2016-10 Discovering hidden recovery problems in the SYSLGRNX

A query to read the SYSLGRNX

This month I want to have a look inside the SYSLGRNX – Not just for fun but actually to see if I, and you, have a serious RECOVER problem.

The Problem began with too many TP Image Copy steps

The problems all began when it was noticed by one of our customers that our DB2 Utility generation software (RTDX) was generating Image Copy jobs for “old” PBG partitions that were no longer being updated and they asked us why we were recommending an Image Copy.

RTDX and Image Copy

RTDX (RealTime DBAExpert for z/OS and SAX – Space AssuranceExpert) is threshold based and uses the Real-time Statistics (RTS) tables as the major driver of decisions about REORG, RUNSTATS, and IMAGE COPY. The normal rules for Image Copy are “If the RTS COPY counters have not been updated then there has not been an update and we do not need a Copy”. This is normally extended with a special copy rule “But generate a Full Image Copy every xx days even if no updates”. This is done to guarantee that you can perform a recovery even if your non-DB2 migration/back-up software automatically deletes datasets older than xx days.

Everything green?

So you think you are covered?
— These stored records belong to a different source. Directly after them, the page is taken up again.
//! Editable text converters. Both resolve a scalar binding from the
//! component id so the runtime can write keystrokes back to the store.

use joist_schema::{BindingKind, Component};

use crate::build::BuildContext;
use crate::convert::{binding_for, field_chrome, font_size};
use crate::node::{ControlPrimitive, RenderKind, RenderNode};

pub(crate) fn text_field(c: &Component, ctx: &BuildContext) -> RenderNode {
    let binding = binding_for(c, BindingKind::Scalar, ctx);
    let text = binding
        .as_ref()
        .and_then(|b| b.text_value(ctx.state))
        .unwrap_or_else(|| ctx.text(c.attr_str(&["text"]).unwrap_or("")));
    let primitive = ControlPrimitive::TextField {
        binding,
        text,
        hint: hint(c, ctx),
        secure: c
            .attr_bool(&["secure", "secureTextEntry", "secure_text_entry"])
            .unwrap_or(false),
        font_size: font_size(c, ctx),
        on_change: c.events.on_change.clone(),
        on_submit: c.events.on_submit.clone(),
    };

    let mut node = RenderNode::new(RenderKind::Control(primitive));
    node.modifiers = field_chrome(c);
    node
}

pub(crate) fn text_view(c: &Component, ctx: &BuildContext) -> RenderNode {
    let binding = binding_for(c, BindingKind::Scalar, ctx);
    let text = binding
        .as_ref()
        .and_then(|b| b.text_value(ctx.state))
        .unwrap_or_else(|| ctx.text(c.attr_str(&["text"]).unwrap_or("")));
    let primitive = ControlPrimitive::TextView {
        binding,
        text,
        hint: hint(c, ctx),
        font_size: font_size(c, ctx),
        on_change: c.events.on_change.clone(),
    };

    let mut node = RenderNode::new(RenderKind::Control(primitive));
    node.modifiers = field_chrome(c);
    node
}

fn hint(c: &Component, ctx: &BuildContext) -> Option<String> {
    c.attr_str(&["hint", "placeholder"]).map(|raw| ctx.text(raw))
}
Not so fast! When the RTS were first introduced back in DB2 V7 they were not that stable and, sometimes, the RTS DB was actually stopped. This meant that the numbers were sometimes “not that reliable” – Now for REORG and RUNSTATS it does not really matter because, at some point, the counters start to count again and all is OK. But for IMAGE COPY it would be a disaster to “miss” an update! RTDX handles this with an extra “belt and braces” or, for the Americans amongst us, “belt and suspenders” check: “CHECK SYSLGRNX? Y/N” setting. If set to “Y” then RTDX generates an extra job that extracts the SYSLGRNX data and loads it into a DB2 table. This can then be queried by RTDX to see when objects were opened for update (Just like DB2 does in RECOVER processing to get the required log ranges.)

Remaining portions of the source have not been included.